**WORK TASK**
All entries below must be given again exactly as they stand.

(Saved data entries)
↓↓↓

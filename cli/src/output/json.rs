//! JSON output helpers.
//!
//! Provides the error-object formatter used by all `--json` code paths when
//! a command fails, and the suite report document.

use anyhow::{Context, Result};
use serde::Serialize;

use crate::application::services::ProvisionFailure;
use crate::domain::{ConfigError, Scenario, Stage, SuiteError, SuiteReport, TestResult, WorkspaceError};

/// Format a JSON error object.
///
/// Output (pretty-printed):
/// ```json
/// {
///   "error": true,
///   "message": "...",
///   "code": "..."
/// }
/// ```
///
/// # Errors
///
/// Returns an error if JSON serialization fails (should not happen in
/// practice: `serde_json` only fails on non-finite floats and maps with
/// non-string keys, neither of which appear here).
pub fn format_error(message: &str, code: &str) -> Result<String> {
    let obj = serde_json::json!({
        "error": true,
        "message": message,
        "code": code,
    });
    serde_json::to_string_pretty(&obj).context("JSON serialization failed")
}

/// Machine-readable code for the first typed error in the chain.
#[must_use]
pub fn error_code(error: &anyhow::Error) -> &'static str {
    error
        .chain()
        .find_map(|cause| {
            if cause.is::<ConfigError>() {
                Some("config_invalid")
            } else if cause.is::<SuiteError>() {
                Some("suite_invalid")
            } else if cause.is::<WorkspaceError>() {
                Some("workspace_invalid")
            } else if cause.is::<ProvisionFailure>() {
                Some("destroy_failed")
            } else {
                None
            }
        })
        .unwrap_or("error")
}

#[derive(Serialize)]
struct ReportDoc<'a> {
    passed: bool,
    exit_code: u8,
    summary: Summary,
    #[serde(flatten)]
    report: &'a SuiteReport,
    cleanup_failures: Vec<&'a str>,
}

#[derive(Serialize)]
struct Summary {
    total: usize,
    passed: usize,
    failed: usize,
    leaked: usize,
}

#[derive(Serialize)]
struct ResultDoc<'a> {
    passed: bool,
    failed_stages: Vec<Stage>,
    #[serde(flatten)]
    result: &'a TestResult,
}

/// Serialize a suite report, adding verdicts that are derived rather than stored.
///
/// # Errors
///
/// Returns an error if JSON serialization fails.
pub fn format_report(report: &SuiteReport) -> Result<String> {
    let mut doc = serde_json::to_value(ReportDoc {
        passed: report.passed(),
        exit_code: report.exit_code(),
        summary: Summary {
            total: report.results.len(),
            passed: report.results.len() - report.failed_count(),
            failed: report.failed_count(),
            leaked: report.cleanup_failures().count(),
        },
        report,
        cleanup_failures: report.cleanup_failures().map(|r| r.scenario.as_str()).collect(),
    })
    .context("JSON serialization failed")?;

    let results: Vec<ResultDoc<'_>> = report
        .results
        .iter()
        .map(|result| ResultDoc {
            passed: result.passed(),
            failed_stages: result.failed_stages(),
            result,
        })
        .collect();
    doc["results"] = serde_json::to_value(results).context("JSON serialization failed")?;
    serde_json::to_string_pretty(&doc).context("JSON serialization failed")
}

#[derive(Serialize)]
struct ScenarioDoc<'a> {
    name: &'a str,
    dir: String,
    poll_resource: Option<&'a str>,
    assertions: Vec<String>,
}

/// Serialize the scenario list of a validated suite.
///
/// # Errors
///
/// Returns an error if JSON serialization fails.
pub fn format_suite(scenarios: &[Scenario]) -> Result<String> {
    let docs: Vec<ScenarioDoc<'_>> = scenarios
        .iter()
        .map(|s| ScenarioDoc {
            name: &s.name,
            dir: s.options.dir.display().to_string(),
            poll_resource: s.poll.as_ref().map(|p| p.resource_output.as_str()),
            assertions: s.assertions.iter().map(|a| a.describe()).collect(),
        })
        .collect();
    serde_json::to_string_pretty(&serde_json::json!({ "valid": true, "scenarios": docs }))
        .context("JSON serialization failed")
}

↑↑↑

**SOLUTION BELOW**
filename cli/src/output/json.rs
//! JSON output helpers.
//!
//! Provides the error-object formatter used by all `--json` code paths when
//! a command fails, and the suite report document.

use anyhow::{Context, Result};
use serde::Serialize;

use crate::application::services::ProvisionFailure;
use crate::domain::{ConfigError, Scenario, Stage, SuiteError, SuiteReport, TestResult, WorkspaceError};

/// Format a JSON error object.
///
/// Output (pretty-printed):
/// ```json
/// {
///   "error": true,
///   "message": "...",
///   "code": "..."
/// }
/// ```
///
/// # Errors
///
/// Returns an error if JSON serialization fails (should not happen in
/// practice: `serde_json` only fails on non-finite floats and maps with
/// non-string keys, neither of which appear here).
pub fn format_error(message: &str, code: &str) -> Result<String> {
    let obj = serde_json::json!({
        "error": true,
        "message": message,
        "code": code,
    });
    serde_json::to_string_pretty(&obj).context("JSON serialization failed")
}

/// Machine-readable code for the first typed error in the chain.
#[must_use]
pub fn error_code(error: &anyhow::Error) -> &'static str {
    error
        .chain()
        .find_map(|cause| {
            if cause.is::<ConfigError>() {
                Some("config_invalid")
            } else if cause.is::<SuiteError>() {
                Some("suite_invalid")
            } else if cause.is::<WorkspaceError>() {
                Some("workspace_invalid")
            } else if cause.is::<ProvisionFailure>() {
                Some("destroy_failed")
            } else {
                None
            }
        })
        .unwrap_or("error")
}

#[derive(Serialize)]
struct ReportDoc<'a> {
    passed: bool,
    exit_code: u8,
    summary: Summary,
    #[serde(flatten)]
    report: &'a SuiteReport,
    cleanup_failures: Vec<&'a str>,
}

#[derive(Serialize)]
struct Summary {
    total: usize,
    passed: usize,
    failed: usize,
    leaked: usize,
}

#[derive(Serialize)]
struct ResultDoc<'a> {
    passed: bool,
    failed_stages: Vec<Stage>,
    #[serde(flatten)]
    result: &'a TestResult,
}

/// Serialize a suite report, adding verdicts that are derived rather than stored.
///
/// # Errors
///
/// Returns an error if JSON serialization fails.
pub fn format_report(report: &SuiteReport) -> Result<String> {
    let mut doc = serde_json::to_value(ReportDoc {
        passed: report.passed(),
        exit_code: report.exit_code(),
        summary: Summary {
            total: report.results.len(),
            passed: report.results.len() - report.failed_count(),
            failed: report.failed_count(),
            leaked: report.cleanup_failures().count(),
        },
        report,
        cleanup_failures: report.cleanup_failures().map(|r| r.scenario.as_str()).collect(),
    })
    .context("JSON serialization failed")?;

    let results: Vec<ResultDoc<'_>> = report
        .results
        .iter()
        .map(|result| ResultDoc {
            passed: result.passed(),
            failed_stages: result.failed_stages(),
            result,
        })
        .collect();
    doc["results"] = serde_json::to_value(results).context("JSON serialization failed")?;
    serde_json::to_string_pretty(&doc).context("JSON serialization failed")
}

#[derive(Serialize)]
struct ScenarioDoc<'a> {
    name: &'a str,
    dir: String,
    poll_resource: Option<&'a str>,
    assertions: Vec<String>,
}

/// Serialize the scenario list of a validated suite.
///
/// # Errors
///
/// Returns an error if JSON serialization fails.
pub fn format_suite(scenarios: &[Scenario]) -> Result<String> {
    let docs: Vec<ScenarioDoc<'_>> = scenarios
        .iter()
        .map(|s| ScenarioDoc {
            name: &s.name,
            dir: s.options.dir.display().to_string(),
            poll_resource: s.poll.as_ref().map(|p| p.resource_output.as_str()),
            assertions: s.assertions.iter().map(|a| a.describe()).collect(),
        })
        .collect();
    serde_json::to_string_pretty(&serde_json::json!({ "valid": true, "scenarios": docs }))
        .context("JSON serialization failed")
}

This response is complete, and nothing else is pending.